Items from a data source
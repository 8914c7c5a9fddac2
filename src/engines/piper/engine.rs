use std::path::{Path, PathBuf};

use crate::config::{PhonemeType, SynthesisParams, VoiceConfig};
use crate::effects::AudioEffects;
use crate::error::{PiperError, Result};
use crate::phonemize::{CodepointPhonemizer, EspeakConfig, EspeakPhonemizer};
use crate::voice::Voice;
use crate::{SynthesisEngine, SynthesisOutput};

use super::model::{find_onnx_file, voice_config_path, PiperModel};

/// Parameters for configuring Piper model loading.
#[derive(Debug, Clone, Default)]
pub struct PiperModelParams {
    /// Number of CPU threads to use for inference.
    /// `None` uses the ORT default (typically all available cores).
    pub num_threads: Option<usize>,
    /// Voice config to use instead of `<model>.onnx.json`.
    pub config_path: Option<PathBuf>,
    /// Path for caching the Level3-optimized ONNX graph.
    ///
    /// Must be writable; the first load creates it.
    pub optimized_model_cache_path: Option<PathBuf>,
}

/// Parameters for a single Piper synthesis request.
#[derive(Debug, Clone, Default)]
pub struct PiperInferenceParams {
    /// Speaker and model scalar overrides.
    pub synthesis: SynthesisParams,
    pub effects: AudioEffects,
}

/// Piper text-to-speech engine.
///
/// # Quick Start
///
/// ```rust,no_run
/// use piper_rs::{SynthesisEngine, engines::piper::PiperEngine};
/// use std::path::PathBuf;
///
/// // Uses system espeak-ng from PATH
/// let mut engine = PiperEngine::new();
/// engine.load_model(&PathBuf::from("models/en_US-lessac-medium.onnx"))?;
/// let output = engine.synthesize("Hello, world!", None)?;
/// # Ok::<(), Box<dyn std::error::Error>>(())
/// ```
///
/// # Bundled espeak-ng
///
/// ```rust,no_run
/// use piper_rs::engines::piper::PiperEngine;
/// use std::path::PathBuf;
///
/// let engine = PiperEngine::with_espeak(
///     Some(PathBuf::from("/app/resources/espeak-ng/espeak-ng")),
///     Some(PathBuf::from("/app/resources/espeak-ng-data")),
/// );
/// ```
pub struct PiperEngine {
    voice: Option<Voice>,
    model_path: Option<PathBuf>,
    espeak: EspeakConfig,
}

impl Default for PiperEngine {
    fn default() -> Self {
        Self::new()
    }
}

impl PiperEngine {
    /// Create a new engine that uses `espeak-ng` from PATH.
    pub fn new() -> Self {
        Self {
            voice: None,
            model_path: None,
            espeak: EspeakConfig::default(),
        }
    }

    /// Create a new engine with explicit espeak-ng binary and data paths.
    ///
    /// Either path can be `None` to fall back to the system default.
    pub fn with_espeak(bin_path: Option<PathBuf>, data_path: Option<PathBuf>) -> Self {
        Self {
            voice: None,
            model_path: None,
            espeak: EspeakConfig {
                bin_path,
                data_path,
            },
        }
    }

    /// The loaded voice, for streaming or WAV output.
    pub fn voice(&self) -> Option<&Voice> {
        self.voice.as_ref()
    }

    pub fn model_path(&self) -> Option<&Path> {
        self.model_path.as_deref()
    }

    /// Speaker names of the loaded voice, sorted by id.
    pub fn list_speakers(&self) -> Vec<&str> {
        let Some(voice) = &self.voice else {
            return Vec::new();
        };
        let mut speakers: Vec<_> = voice.config().model.speaker_id_map.iter().collect();
        speakers.sort_by_key(|(_, id)| **id);
        speakers.into_iter().map(|(name, _)| name.as_str()).collect()
    }
}

impl Drop for PiperEngine {
    fn drop(&mut self) {
        self.unload_model();
    }
}

impl SynthesisEngine for PiperEngine {
    type SynthesisParams = PiperInferenceParams;
    type ModelParams = PiperModelParams;

    fn load_model_with_params(
        &mut self,
        model_path: &Path,
        params: Self::ModelParams,
    ) -> Result<()> {
        let onnx_path = find_onnx_file(model_path)?;
        let config_path = params
            .config_path
            .unwrap_or_else(|| voice_config_path(&onnx_path));
        let config = VoiceConfig::from_file(&config_path)?;

        let model = PiperModel::load(
            &onnx_path,
            params.num_threads,
            params.optimized_model_cache_path.as_deref(),
        )?;

        let voice = match config.phonemize.phoneme_type {
            PhonemeType::Espeak => {
                let phonemizer = EspeakPhonemizer::new(
                    config.phonemize.espeak_voice.clone(),
                    self.espeak.clone(),
                );
                Voice::new(config, phonemizer, model)
            }
            PhonemeType::Text => Voice::new(config, CodepointPhonemizer::default(), model),
        };
        log::info!(
            "Loaded voice from {} ({} Hz, {} speaker(s))",
            config_path.display(),
            voice.config().synthesis.sample_rate,
            voice.config().model.num_speakers
        );

        self.voice = Some(voice);
        self.model_path = Some(onnx_path);
        Ok(())
    }

    fn unload_model(&mut self) {
        self.voice = None;
        self.model_path = None;
    }

    fn synthesize(
        &mut self,
        text: &str,
        params: Option<Self::SynthesisParams>,
    ) -> Result<SynthesisOutput> {
        let voice = self.voice.as_ref().ok_or(PiperError::ModelNotLoaded)?;

        let p = params.unwrap_or_default();
        voice.text_to_audio(text, &p.synthesis, &p.effects)
    }
}

#[cfg(test)]
mod tests {
    use super::*;

    #[test]
    fn synthesize_requires_loaded_model() {
        let mut engine = PiperEngine::new();
        assert!(matches!(
            engine.synthesize("hello", None),
            Err(PiperError::ModelNotLoaded)
        ));
        assert!(engine.list_speakers().is_empty());
    }

    #[test]
    fn missing_voice_config_fails_load() {
        let mut engine = PiperEngine::new();
        let result = engine.load_model(Path::new("does/not/exist.onnx"));
        assert!(matches!(result, Err(PiperError::Io(_))));
        assert!(engine.model_path().is_none());
    }
}
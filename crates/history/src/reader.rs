//! Revision reader
//!
//! Walks a store from its root towards the past. The entry stored under an
//! id holds the text that save replaced, so reconstructing an id yields the
//! document as it stood at the ledger entry before it.

use folio_core::{Codec, RevisionEntry, RevisionId, RevisionStore, VersionError};
use std::path::Path;

/// Rebuilds historical texts from a revision store
pub struct RevisionReader<'a> {
    codec: &'a dyn Codec,
}

impl<'a> RevisionReader<'a> {
    pub fn new(codec: &'a dyn Codec) -> Self {
        Self { codec }
    }

    /// Text recorded under `target` for `doc`
    ///
    /// `Ok(None)` when the id is not in the chain or a patch on the way
    /// does not apply. Reads never modify the store.
    pub fn reconstruct(
        &self,
        doc: &Path,
        target: RevisionId,
    ) -> Result<Option<String>, VersionError> {
        let store = RevisionStore::load(doc)?;
        self.reconstruct_in(&store, target)
    }

    /// Same as [`reconstruct`](Self::reconstruct) over an already loaded store
    pub fn reconstruct_in(
        &self,
        store: &RevisionStore,
        target: RevisionId,
    ) -> Result<Option<String>, VersionError> {
        if store.is_empty() {
            return Ok(None);
        }
        let root = store
            .root()
            .ok_or_else(|| VersionError::consistency(target, "store has entries but no root"))?;

        let mut text = root.to_string();
        let mut pending: Vec<(RevisionId, &str)> = Vec::new();
        let mut found = false;

        for (id, entry) in store.entries().rev() {
            match entry {
                RevisionEntry::Delta(patch) => pending.push((id, patch.as_str())),
                RevisionEntry::Rewrite(snapshot) => {
                    text = snapshot.clone();
                    pending.clear();
                }
            }
            if id == target {
                found = true;
                break;
            }
        }

        if !found {
            tracing::debug!(id = %target, "revision not in chain");
            return Ok(None);
        }

        for (id, patch) in pending {
            match self.codec.patch(&text, patch) {
                Some(next) => text = next,
                None => {
                    tracing::warn!(
                        id = %id,
                        store = %store.path().display(),
                        "delta does not apply, revision unavailable"
                    );
                    return Ok(None);
                }
            }
        }

        Ok(Some(text))
    }
}
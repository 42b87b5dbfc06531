//! Line-based diff/patch codec
//!
//! Patches are unified diffs (`@@ -l,n +l,n @@` hunks). The builtin codec
//! computes them in-process with `similar` and applies them with a strict
//! applier; [`ExternalCodec`] shells out to `diff -u` / `patch` over scratch
//! files that are removed on every exit path.

use serde::{Deserialize, Serialize};
use similar::TextDiff;
use std::path::{Path, PathBuf};
use std::process::Command;

/// Context lines around each hunk
pub const CONTEXT_RADIUS: usize = 3;

/// Produces and applies textual patches
pub trait Codec: Send + Sync {
    /// Patch transforming `a` into `b`, `None` if it cannot be computed
    fn diff(&self, a: &str, b: &str) -> Option<String>;

    /// Apply `patch` to `original`, `None` if it does not apply cleanly
    fn patch(&self, original: &str, patch: &str) -> Option<String>;
}

/// Which codec implementation to use
#[derive(Debug, Clone, Copy, PartialEq, Eq, Default, Serialize, Deserialize)]
#[serde(rename_all = "lowercase")]
pub enum CodecKind {
    /// In-process diff and patch
    #[default]
    Builtin,
    /// `diff` / `patch` binaries
    External,
}

impl CodecKind {
    pub fn as_str(&self) -> &'static str {
        match self {
            CodecKind::Builtin => "builtin",
            CodecKind::External => "external",
        }
    }

    /// Instantiate the codec; `scratch_root` is only used by the external one
    pub fn build(&self, scratch_root: Option<&Path>) -> Box<dyn Codec> {
        match self {
            CodecKind::Builtin => Box::new(BuiltinCodec),
            CodecKind::External => Box::new(ExternalCodec::new(
                scratch_root
                    .map(Path::to_path_buf)
                    .unwrap_or_else(std::env::temp_dir),
            )),
        }
    }
}

impl std::str::FromStr for CodecKind {
    type Err = String;

    fn from_str(s: &str) -> Result<Self, Self::Err> {
        match s {
            "builtin" => Ok(CodecKind::Builtin),
            "external" => Ok(CodecKind::External),
            other => Err(format!("unknown codec '{}' (expected builtin or external)", other)),
        }
    }
}

/// Check if content is binary (contains null bytes in first 8KB)
pub fn is_binary(content: &str) -> bool {
    content.as_bytes().iter().take(8192).any(|&b| b == 0)
}

/// A `\r` not followed by `\n` ends a line for the differ but not for
/// the applier, so such texts are stored as rewrites
fn has_lone_cr(content: &str) -> bool {
    let bytes = content.as_bytes();
    bytes
        .iter()
        .enumerate()
        .any(|(i, &b)| b == b'\r' && bytes.get(i + 1) != Some(&b'\n'))
}

/// In-process Myers diff + strict unified-diff applier
#[derive(Debug, Clone, Copy, Default)]
pub struct BuiltinCodec;

impl Codec for BuiltinCodec {
    fn diff(&self, a: &str, b: &str) -> Option<String> {
        if is_binary(a) || is_binary(b) || has_lone_cr(a) || has_lone_cr(b) {
            return None;
        }
        let diff = TextDiff::from_lines(a, b);
        let patch = diff
            .unified_diff()
            .context_radius(CONTEXT_RADIUS)
            .header("a", "b")
            .to_string();
        Some(patch)
    }

    fn patch(&self, original: &str, patch: &str) -> Option<String> {
        let hunks = parse_patch(patch)?;
        apply_hunks(original, &hunks)
    }
}

#[derive(Debug, Clone, Copy, PartialEq, Eq)]
enum LineTag {
    Context,
    Delete,
    Insert,
}

#[derive(Debug)]
struct Hunk {
    old_start: usize,
    old_len: usize,
    lines: Vec<(LineTag, String)>,
}

/// Parse `-l,n` / `+l,n` (length defaults to 1)
fn parse_range(field: &str, sign: char) -> Option<(usize, usize)> {
    let body = field.strip_prefix(sign)?;
    match body.split_once(',') {
        Some((start, len)) => Some((start.parse().ok()?, len.parse().ok()?)),
        None => Some((body.parse().ok()?, 1)),
    }
}

fn parse_hunk_header(row: &str) -> Option<(usize, usize, usize, usize)> {
    let mut fields = row.strip_prefix("@@")?.split_whitespace();
    let (old_start, old_len) = parse_range(fields.next()?, '-')?;
    let (new_start, new_len) = parse_range(fields.next()?, '+')?;
    if fields.next()? != "@@" {
        return None;
    }
    Some((old_start, old_len, new_start, new_len))
}

/// Parse unified-diff text into hunks. Rows before the first hunk (file
/// headers) are ignored; hunk bodies are consumed by their declared counts.
fn parse_patch(patch: &str) -> Option<Vec<Hunk>> {
    let mut rows: Vec<&str> = patch.split('\n').collect();
    if patch.ends_with('\n') || patch.is_empty() {
        rows.pop();
    }

    let mut hunks = Vec::new();
    let mut i = 0;
    while i < rows.len() {
        if !rows[i].starts_with("@@") {
            i += 1;
            continue;
        }
        let (old_start, old_len, _new_start, new_len) = parse_hunk_header(rows[i])?;
        i += 1;

        let mut lines: Vec<(LineTag, String)> = Vec::new();
        let (mut old_seen, mut new_seen) = (0usize, 0usize);
        while old_seen < old_len || new_seen < new_len {
            let row = rows.get(i)?;
            i += 1;
            let tag = match row.as_bytes().first() {
                Some(b' ') | None => LineTag::Context,
                Some(b'-') => LineTag::Delete,
                Some(b'+') => LineTag::Insert,
                Some(b'\\') => {
                    strip_newline(&mut lines)?;
                    continue;
                }
                Some(_) => return None,
            };
            match tag {
                LineTag::Context => {
                    old_seen += 1;
                    new_seen += 1;
                }
                LineTag::Delete => old_seen += 1,
                LineTag::Insert => new_seen += 1,
            }
            if old_seen > old_len || new_seen > new_len {
                return None;
            }
            let text = row.get(1..).unwrap_or("");
            lines.push((tag, format!("{}\n", text)));
        }
        while let Some(row) = rows.get(i) {
            if !row.starts_with('\\') {
                break;
            }
            strip_newline(&mut lines)?;
            i += 1;
        }

        hunks.push(Hunk {
            old_start,
            old_len,
            lines,
        });
    }
    Some(hunks)
}

/// Handle a `\ No newline at end of file` marker
fn strip_newline(lines: &mut [(LineTag, String)]) -> Option<()> {
    let (_, text) = lines.last_mut()?;
    text.pop();
    Some(())
}

fn apply_hunks(original: &str, hunks: &[Hunk]) -> Option<String> {
    let source: Vec<&str> = original.split_inclusive('\n').collect();
    let mut out = String::with_capacity(original.len());
    let mut cursor = 0usize;

    for hunk in hunks {
        let start = if hunk.old_len == 0 {
            hunk.old_start
        } else {
            hunk.old_start.checked_sub(1)?
        };
        if start < cursor || start > source.len() {
            return None;
        }
        for line in &source[cursor..start] {
            out.push_str(line);
        }

        let mut pos = start;
        for (tag, text) in &hunk.lines {
            match tag {
                LineTag::Context | LineTag::Delete => {
                    if source.get(pos) != Some(&text.as_str()) {
                        return None;
                    }
                    if *tag == LineTag::Context {
                        out.push_str(text);
                    }
                    pos += 1;
                }
                LineTag::Insert => out.push_str(text),
            }
        }
        cursor = pos;
    }

    for line in &source[cursor..] {
        out.push_str(line);
    }
    Some(out)
}

fn has_hunks(patch: &str) -> bool {
    patch.split('\n').any(|row| row.starts_with("@@"))
}

/// Codec backed by the system `diff` and `patch` programs
///
/// Every call works inside a fresh scratch directory under `scratch_root`;
/// the directory is deleted when the call returns, whatever the outcome.
#[derive(Debug, Clone)]
pub struct ExternalCodec {
    scratch_root: PathBuf,
}

impl ExternalCodec {
    pub fn new(scratch_root: PathBuf) -> Self {
        Self { scratch_root }
    }

    fn scratch(&self) -> std::io::Result<tempfile::TempDir> {
        tempfile::Builder::new()
            .prefix("folio-")
            .tempdir_in(&self.scratch_root)
    }

    fn run_diff(&self, a: &str, b: &str) -> std::io::Result<Option<String>> {
        let dir = self.scratch()?;
        let path_a = dir.path().join("a");
        let path_b = dir.path().join("b");
        std::fs::write(&path_a, a)?;
        std::fs::write(&path_b, b)?;

        let output = Command::new("diff")
            .args(["-u", "-L", "a", "-L", "b"])
            .arg(&path_a)
            .arg(&path_b)
            .output()?;

        // 0 = identical, 1 = differences, anything else is trouble
        Ok(match output.status.code() {
            Some(0) => Some(String::new()),
            Some(1) => String::from_utf8(output.stdout).ok(),
            _ => {
                tracing::warn!(
                    stderr = %String::from_utf8_lossy(&output.stderr),
                    "diff failed"
                );
                None
            }
        })
    }

    fn run_patch(&self, original: &str, patch: &str) -> std::io::Result<Option<String>> {
        let dir = self.scratch()?;
        let path_orig = dir.path().join("orig");
        let path_patch = dir.path().join("patch");
        let path_rej = dir.path().join("rej");
        std::fs::write(&path_orig, original)?;
        std::fs::write(&path_patch, patch)?;

        let output = Command::new("patch")
            .args(["-s", "-f", "-r"])
            .arg(&path_rej)
            .arg(&path_orig)
            .arg(&path_patch)
            .output()?;

        if !output.status.success() {
            tracing::warn!(
                stdout = %String::from_utf8_lossy(&output.stdout),
                "patch did not apply"
            );
            return Ok(None);
        }
        Ok(Some(std::fs::read_to_string(&path_orig)?))
    }
}

impl Codec for ExternalCodec {
    fn diff(&self, a: &str, b: &str) -> Option<String> {
        if is_binary(a) || is_binary(b) {
            return None;
        }
        self.run_diff(a, b).unwrap_or_else(|e| {
            tracing::warn!(error = %e, "diff scratch I/O failed");
            None
        })
    }

    fn patch(&self, original: &str, patch: &str) -> Option<String> {
        if !has_hunks(patch) {
            return Some(original.to_string());
        }
        self.run_patch(original, patch).unwrap_or_else(|e| {
            tracing::warn!(error = %e, "patch scratch I/O failed");
            None
        })
    }
}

## Brief
Lines containing the word "found": copy every one of them from the records above.

## Task response
        let mut found = false;
                found = true;
        if !found {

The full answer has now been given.